• [ABOUT THIS TASK]:
Determine the number of lines in the entries below in which the word "eviction" appears, and reply with that number only.

── SUPPLIED DATA

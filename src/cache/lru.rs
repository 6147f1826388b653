//! LRU Tracker Module
//!
//! Implements Least Recently Used ordering for cache eviction.

/// Sentinel for "no neighbour" in the linked list.
const NIL: usize = usize::MAX;

#[derive(Debug, Clone, Copy)]
struct Link {
    prev: usize,
    next: usize,
    linked: bool,
}

impl Link {
    const UNLINKED: Link = Link {
        prev: NIL,
        next: NIL,
        linked: false,
    };
}

// == Recency Index ==
/// Tracks access order of store slots for LRU eviction.
///
/// Slots are the stable indices the entry store hands out. The index keeps an
/// intrusive doubly-linked list over them where:
/// - Front (head) = Most recently used
/// - Back (tail) = Least recently used
///
/// Every operation is O(1). The index only orders slots; it never owns values.
#[derive(Debug)]
pub struct RecencyIndex {
    links: Vec<Link>,
    head: usize,
    tail: usize,
    len: usize,
}

impl Default for RecencyIndex {
    fn default() -> Self {
        Self::new()
    }
}

impl RecencyIndex {
    // == Constructor ==
    /// Creates a new empty recency index.
    pub fn new() -> Self {
        Self {
            links: Vec::new(),
            head: NIL,
            tail: NIL,
            len: 0,
        }
    }

    // == Push Front ==
    /// Links a slot as the most recently used one.
    ///
    /// A slot that is already linked is moved instead.
    pub fn push_front(&mut self, slot: usize) {
        if slot >= self.links.len() {
            self.links.resize(slot + 1, Link::UNLINKED);
        }
        if self.links[slot].linked {
            self.move_to_front(slot);
            return;
        }

        self.links[slot] = Link {
            prev: NIL,
            next: self.head,
            linked: true,
        };
        if self.head != NIL {
            self.links[self.head].prev = slot;
        } else {
            self.tail = slot;
        }
        self.head = slot;
        self.len += 1;
    }

    // == Touch ==
    /// Marks a slot as recently used (moves to front).
    ///
    /// Unlinked slots are ignored.
    pub fn move_to_front(&mut self, slot: usize) {
        if !self.contains(slot) || self.head == slot {
            return;
        }
        self.unlink(slot);
        self.push_front(slot);
    }

    // == Remove ==
    /// Removes a slot from the ordering. Returns false if it was not linked.
    pub fn remove(&mut self, slot: usize) -> bool {
        if !self.contains(slot) {
            return false;
        }
        self.unlink(slot);
        true
    }

    // == Evict Oldest ==
    /// Returns and unlinks the least recently used slot.
    ///
    /// Returns None if the index is empty.
    pub fn pop_back(&mut self) -> Option<usize> {
        let slot = self.back()?;
        self.unlink(slot);
        Some(slot)
    }

    // == Peek Oldest ==
    /// Returns the least recently used slot without unlinking it.
    pub fn back(&self) -> Option<usize> {
        (self.tail != NIL).then_some(self.tail)
    }

    // == Length ==
    /// Returns the number of linked slots.
    pub fn len(&self) -> usize {
        self.len
    }

    pub fn is_empty(&self) -> bool {
        self.len == 0
    }

    // == Contains ==
    /// Checks if a slot is currently linked.
    pub fn contains(&self, slot: usize) -> bool {
        self.links.get(slot).is_some_and(|link| link.linked)
    }

    /// Iterates slots from most to least recently used.
    pub fn iter(&self) -> Iter<'_> {
        Iter {
            index: self,
            cursor: self.head,
        }
    }

    /// Unlinks every slot.
    pub fn clear(&mut self) {
        self.links.clear();
        self.head = NIL;
        self.tail = NIL;
        self.len = 0;
    }

    fn unlink(&mut self, slot: usize) {
        let Link { prev, next, .. } = self.links[slot];
        if prev != NIL {
            self.links[prev].next = next;
        } else {
            self.head = next;
        }
        if next != NIL {
            self.links[next].prev = prev;
        } else {
            self.tail = prev;
        }
        self.links[slot] = Link::UNLINKED;
        self.len -= 1;
    }
}

/// Most-to-least recently used iterator over linked slots.
pub struct Iter<'a> {
    index: &'a RecencyIndex,
    cursor: usize,
}

impl Iterator for Iter<'_> {
    type Item = usize;

    fn next(&mut self) -> Option<usize> {
        if self.cursor == NIL {
            return None;
        }
        let slot = self.cursor;
        self.cursor = self.index.links[slot].next;
        Some(slot)
    }
}

// == Unit Tests ==
#[cfg(test)]
mod tests {
    use super::*;

    fn order(index: &RecencyIndex) -> Vec<usize> {
        index.iter().collect()
    }

    #[test]
    fn test_recency_new() {
        let index = RecencyIndex::new();
        assert!(index.is_empty());
        assert_eq!(index.len(), 0);
        assert_eq!(index.back(), None);
        assert_eq!(index.iter().next(), None);
    }

    #[test]
    fn test_push_front_orders_newest_first() {
        let mut index = RecencyIndex::new();

        index.push_front(0);
        index.push_front(1);
        index.push_front(2);

        assert_eq!(index.len(), 3);
        assert_eq!(order(&index), vec![2, 1, 0]);
        // slot 0 is oldest (added first)
        assert_eq!(index.back(), Some(0));
    }

    #[test]
    fn test_move_to_front() {
        let mut index = RecencyIndex::new();

        index.push_front(0);
        index.push_front(1);
        index.push_front(2);

        index.move_to_front(0);

        assert_eq!(index.len(), 3);
        assert_eq!(order(&index), vec![0, 2, 1]);
        assert_eq!(index.back(), Some(1));
    }

    #[test]
    fn test_move_to_front_of_tail_and_middle() {
        let mut index = RecencyIndex::new();
        for slot in 0..4 {
            index.push_front(slot);
        }
        // [3, 2, 1, 0]
        index.move_to_front(2);
        assert_eq!(order(&index), vec![2, 3, 1, 0]);
        index.move_to_front(0);
        assert_eq!(order(&index), vec![0, 2, 3, 1]);
        assert_eq!(index.back(), Some(1));
    }

    #[test]
    fn test_pop_back() {
        let mut index = RecencyIndex::new();

        index.push_front(5);
        index.push_front(7);
        index.push_front(9);

        assert_eq!(index.pop_back(), Some(5));
        assert_eq!(index.len(), 2);
        assert_eq!(index.pop_back(), Some(7));
        assert_eq!(index.pop_back(), Some(9));
        assert_eq!(index.pop_back(), None);
        assert!(index.is_empty());
    }

    #[test]
    fn test_remove() {
        let mut index = RecencyIndex::new();

        index.push_front(0);
        index.push_front(1);
        index.push_front(2);

        assert!(index.remove(1));

        assert_eq!(index.len(), 2);
        assert!(!index.contains(1));
        assert_eq!(order(&index), vec![2, 0]);
    }

    #[test]
    fn test_remove_unlinked_slot() {
        let mut index = RecencyIndex::new();
        index.push_front(0);

        // Remove a slot that was never linked - should not panic or affect the rest
        assert!(!index.remove(42));
        assert_eq!(index.len(), 1);
        assert!(index.contains(0));
    }

    #[test]
    fn test_push_same_slot_multiple_times() {
        let mut index = RecencyIndex::new();

        index.push_front(3);
        index.push_front(3);
        index.push_front(3);

        assert_eq!(index.len(), 1);
        assert_eq!(index.pop_back(), Some(3));
        assert!(index.is_empty());
    }

    #[test]
    fn test_slot_reuse_after_remove() {
        let mut index = RecencyIndex::new();
        index.push_front(0);
        index.push_front(1);
        index.remove(0);
        index.push_front(0);

        assert_eq!(order(&index), vec![0, 1]);
        assert_eq!(index.back(), Some(1));
    }

    #[test]
    fn test_clear() {
        let mut index = RecencyIndex::new();
        index.push_front(0);
        index.push_front(1);
        index.clear();

        assert!(index.is_empty());
        assert_eq!(index.iter().count(), 0);
        assert!(!index.contains(0));
    }
}
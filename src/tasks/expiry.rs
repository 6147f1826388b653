//! TTL Expiry Task
//!
//! Single background task that fires TTL deadlines for one cache.

use std::panic::{catch_unwind, AssertUnwindSafe};
use std::sync::{Arc, Weak};

use tokio::sync::Notify;
use tokio::task::JoinHandle;
use tokio::time::{sleep_until, Instant};
use tracing::{debug, error};

/// Something holding TTL deadlines the expiry task can drive.
pub trait ExpiryDriven: Send + Sync + 'static {
    /// Expires every entry due at `now` and returns the next pending deadline.
    fn expire_due(&self, now: Instant) -> Option<Instant>;
}

/// Spawns the task that fires deadlines of `target` as they come due.
///
/// The task sleeps until the next deadline reported by
/// [`ExpiryDriven::expire_due`], or until `wakeup` is notified because an
/// earlier deadline was armed. It holds only a weak reference, so it ends on
/// its own once the target is dropped and `wakeup` is notified one last time.
///
/// Must be called from within a tokio runtime.
///
/// # Example
/// ```ignore
/// let wakeup = Arc::new(Notify::new());
/// let handle = spawn_expiry_task(Arc::downgrade(&inner), wakeup.clone());
/// // Later, after an earlier deadline was armed:
/// wakeup.notify_one();
/// ```
pub fn spawn_expiry_task<T: ExpiryDriven>(target: Weak<T>, wakeup: Arc<Notify>) -> JoinHandle<()> {
    tokio::spawn(async move {
        debug!("Starting TTL expiry task");

        loop {
            let next = match target.upgrade() {
                Some(target) => fire_due(target.as_ref()),
                None => break,
            };

            match next {
                Some(deadline) => {
                    tokio::select! {
                        _ = sleep_until(deadline) => {}
                        _ = wakeup.notified() => {}
                    }
                }
                None => wakeup.notified().await,
            }
        }

        debug!("TTL expiry task stopped: cache dropped");
    })
}

/// A panicking hook must not take the expiry task down with it.
fn fire_due<T: ExpiryDriven>(target: &T) -> Option<Instant> {
    match catch_unwind(AssertUnwindSafe(|| target.expire_due(Instant::now()))) {
        Ok(next) => next,
        Err(_) => {
            error!("Expiration hook panicked, remaining notifications of the batch were dropped");
            // Poll again right away, the guard was already released
            Some(Instant::now())
        }
    }
}

#[cfg(test)]
mod tests {
    use super::*;
    use parking_lot::Mutex;
    use std::collections::VecDeque;
    use std::sync::atomic::{AtomicUsize, Ordering};
    use std::time::Duration;

    #[derive(Default)]
    struct Scripted {
        calls: AtomicUsize,
        deadlines: Mutex<VecDeque<Instant>>,
        panic_on_first: bool,
    }

    impl ExpiryDriven for Scripted {
        fn expire_due(&self, _now: Instant) -> Option<Instant> {
            let call = self.calls.fetch_add(1, Ordering::SeqCst);
            if self.panic_on_first && call == 0 {
                panic!("hook failure");
            }
            self.deadlines.lock().pop_front()
        }
    }

    fn calls(target: &Scripted) -> usize {
        target.calls.load(Ordering::SeqCst)
    }

    #[tokio::test(start_paused = true)]
    async fn test_task_sleeps_until_each_deadline() {
        let start = Instant::now();
        let target = Arc::new(Scripted::default());
        target.deadlines.lock().extend([
            start + Duration::from_millis(50),
            start + Duration::from_millis(100),
        ]);
        let wakeup = Arc::new(Notify::new());

        let handle = spawn_expiry_task(Arc::downgrade(&target), wakeup.clone());

        tokio::time::sleep(Duration::from_millis(10)).await;
        assert_eq!(calls(&target), 1);

        tokio::time::sleep(Duration::from_millis(50)).await;
        assert_eq!(calls(&target), 2);

        tokio::time::sleep(Duration::from_millis(100)).await;
        assert_eq!(calls(&target), 3);

        handle.abort();
    }

    #[tokio::test(start_paused = true)]
    async fn test_task_wakes_on_notify() {
        let target = Arc::new(Scripted::default());
        let wakeup = Arc::new(Notify::new());

        let handle = spawn_expiry_task(Arc::downgrade(&target), wakeup.clone());
        tokio::time::sleep(Duration::from_millis(1)).await;
        assert_eq!(calls(&target), 1);

        // No deadline pending: only a notification wakes the task
        tokio::time::sleep(Duration::from_secs(60)).await;
        assert_eq!(calls(&target), 1);

        wakeup.notify_one();
        tokio::time::sleep(Duration::from_millis(1)).await;
        assert_eq!(calls(&target), 2);

        handle.abort();
    }

    #[tokio::test]
    async fn test_task_stops_when_target_dropped() {
        let target = Arc::new(Scripted::default());
        let wakeup = Arc::new(Notify::new());

        let handle = spawn_expiry_task(Arc::downgrade(&target), wakeup.clone());
        tokio::time::sleep(Duration::from_millis(10)).await;

        drop(target);
        wakeup.notify_one();

        tokio::time::timeout(Duration::from_secs(1), handle)
            .await
            .expect("task should stop once the target is gone")
            .expect("task should not panic");
    }

    #[tokio::test(start_paused = true)]
    async fn test_task_survives_panicking_target() {
        let target = Arc::new(Scripted {
            panic_on_first: true,
            ..Default::default()
        });
        let wakeup = Arc::new(Notify::new());

        let handle = spawn_expiry_task(Arc::downgrade(&target), wakeup.clone());
        tokio::time::sleep(Duration::from_millis(10)).await;

        // First call panicked, the task polled again and is now idle
        assert_eq!(calls(&target), 2);
        assert!(!handle.is_finished());

        handle.abort();
    }
}
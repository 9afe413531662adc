//! Load configuration via `config` crate with env-override support.

use std::{ops::Deref, sync::Arc};

use serde::Deserialize;

use crate::base::prompts;

use super::types::Res;

/// Which backend answers assistant questions.
#[derive(Debug, Deserialize, Clone, Copy, PartialEq, Eq, Default)]
#[serde(rename_all = "lowercase")]
pub enum ClassifierBackend {
    /// The built-in protocol rule table.
    #[default]
    Static,
    /// An OpenAI-compatible LLM gateway.
    Llm,
}

/// Default LLM gateway base URL.
fn default_llm_api_base() -> String {
    "https://ai.gateway.lovable.dev/v1".to_string()
}

/// Default LLM model to use.
fn default_llm_model() -> String {
    "google/gemini-2.5-flash".to_string()
}

/// Default response language code.
fn default_llm_language() -> String {
    "en".to_string()
}

/// Default system directive for the health assistant.
fn default_llm_system_directive() -> String {
    prompts::HEALTH_ASSISTANT_SYSTEM_DIRECTIVE.to_string()
}

/// Default per-attempt timeout for LLM calls, in seconds.
fn default_llm_timeout_secs() -> u64 {
    30
}

/// Default number of LLM retries after the first attempt.
fn default_llm_max_retries() -> u32 {
    2
}

/// Default database endpoint (embedded, in-memory).
fn default_db_endpoint() -> String {
    "mem://".to_string()
}

fn default_db_namespace() -> String {
    "chw".to_string()
}

fn default_db_database() -> String {
    "cases".to_string()
}

/// Configuration for the chw-assistant application.
#[derive(Debug, Deserialize, Clone)]
pub struct Config {
    pub inner: Arc<ConfigInner>,
}

impl Deref for Config {
    type Target = ConfigInner;

    fn deref(&self) -> &Self::Target {
        &self.inner
    }
}

#[derive(Debug, Deserialize, Clone)]
pub struct ConfigInner {
    /// Which backend answers assistant questions (`CLASSIFIER_BACKEND`): `static` or `llm`.
    #[serde(default)]
    pub classifier_backend: ClassifierBackend,
    /// LLM gateway API key (`LLM_API_KEY`).
    ///
    /// Left empty, the LLM backend reports itself as not configured on each request.
    #[serde(default)]
    pub llm_api_key: String,
    /// LLM gateway base URL (`LLM_API_BASE`).
    #[serde(default = "default_llm_api_base")]
    pub llm_api_base: String,
    /// LLM model to use (`LLM_MODEL`).
    #[serde(default = "default_llm_model")]
    pub llm_model: String,
    /// Language code the assistant should answer in (`LLM_LANGUAGE`).
    #[serde(default = "default_llm_language")]
    pub llm_language: String,
    /// Optional custom system directive to override the default (`LLM_SYSTEM_DIRECTIVE`).
    #[serde(default = "default_llm_system_directive")]
    pub llm_system_directive: String,
    /// Per-attempt timeout for LLM calls, in seconds (`LLM_TIMEOUT_SECS`).
    #[serde(default = "default_llm_timeout_secs")]
    pub llm_timeout_secs: u64,
    /// Retries after the first failed LLM attempt (`LLM_MAX_RETRIES`).
    #[serde(default = "default_llm_max_retries")]
    pub llm_max_retries: u32,
    /// Database endpoint URL (`DB_ENDPOINT`), e.g. `mem://` or `ws://localhost:8000`.
    #[serde(default = "default_db_endpoint")]
    pub db_endpoint: String,
    /// Database username (`DB_USERNAME`); sign-in is skipped when empty.
    #[serde(default)]
    pub db_username: String,
    /// Database password (`DB_PASSWORD`).
    #[serde(default)]
    pub db_password: String,
    /// Database namespace (`DB_NAMESPACE`).
    #[serde(default = "default_db_namespace")]
    pub db_namespace: String,
    /// Database name (`DB_DATABASE`).
    #[serde(default = "default_db_database")]
    pub db_database: String,
    /// Worker identity to sign in as at startup (`WORKER_ID`).
    #[serde(default)]
    pub worker_id: Option<String>,
}

impl Default for ConfigInner {
    fn default() -> Self {
        Self {
            classifier_backend: ClassifierBackend::default(),
            llm_api_key: String::new(),
            llm_api_base: default_llm_api_base(),
            llm_model: default_llm_model(),
            llm_language: default_llm_language(),
            llm_system_directive: default_llm_system_directive(),
            llm_timeout_secs: default_llm_timeout_secs(),
            llm_max_retries: default_llm_max_retries(),
            db_endpoint: default_db_endpoint(),
            db_username: String::new(),
            db_password: String::new(),
            db_namespace: default_db_namespace(),
            db_database: default_db_database(),
            worker_id: None,
        }
    }
}

impl Default for Config {
    fn default() -> Self {
        Self {
            inner: Arc::new(ConfigInner::default()),
        }
    }
}

impl Config {
    pub fn load(explicit_path: Option<&std::path::Path>) -> Res<Self> {
        let mut cfg = config::Config::builder().add_source(config::Environment::default().prefix("CHW_ASSISTANT"));

        if let Some(p) = explicit_path {
            cfg = cfg.add_source(config::File::from(p.to_path_buf()));
        } else if std::path::Path::new(".hidden/config.toml").exists() {
            cfg = cfg.add_source(config::File::with_name(".hidden/config.toml"));
        }

        let result = Config {
            inner: Arc::new(cfg.build()?.try_deserialize()?),
        };

        result.validate()?;

        Ok(result)
    }

    fn validate(&self) -> Res<()> {
        if self.llm_timeout_secs < 1 || self.llm_timeout_secs > 600 {
            return Err(anyhow::anyhow!("LLM timeout must be between 1 and 600 seconds."));
        }

        if self.llm_max_retries > 10 {
            return Err(anyhow::anyhow!("LLM max retries must be at most 10."));
        }

        if self.llm_api_base.trim().is_empty() {
            return Err(anyhow::anyhow!("LLM API base must not be empty."));
        }

        Ok(())
    }
}

// Tests.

────

• [TASK OUTPUT]:
2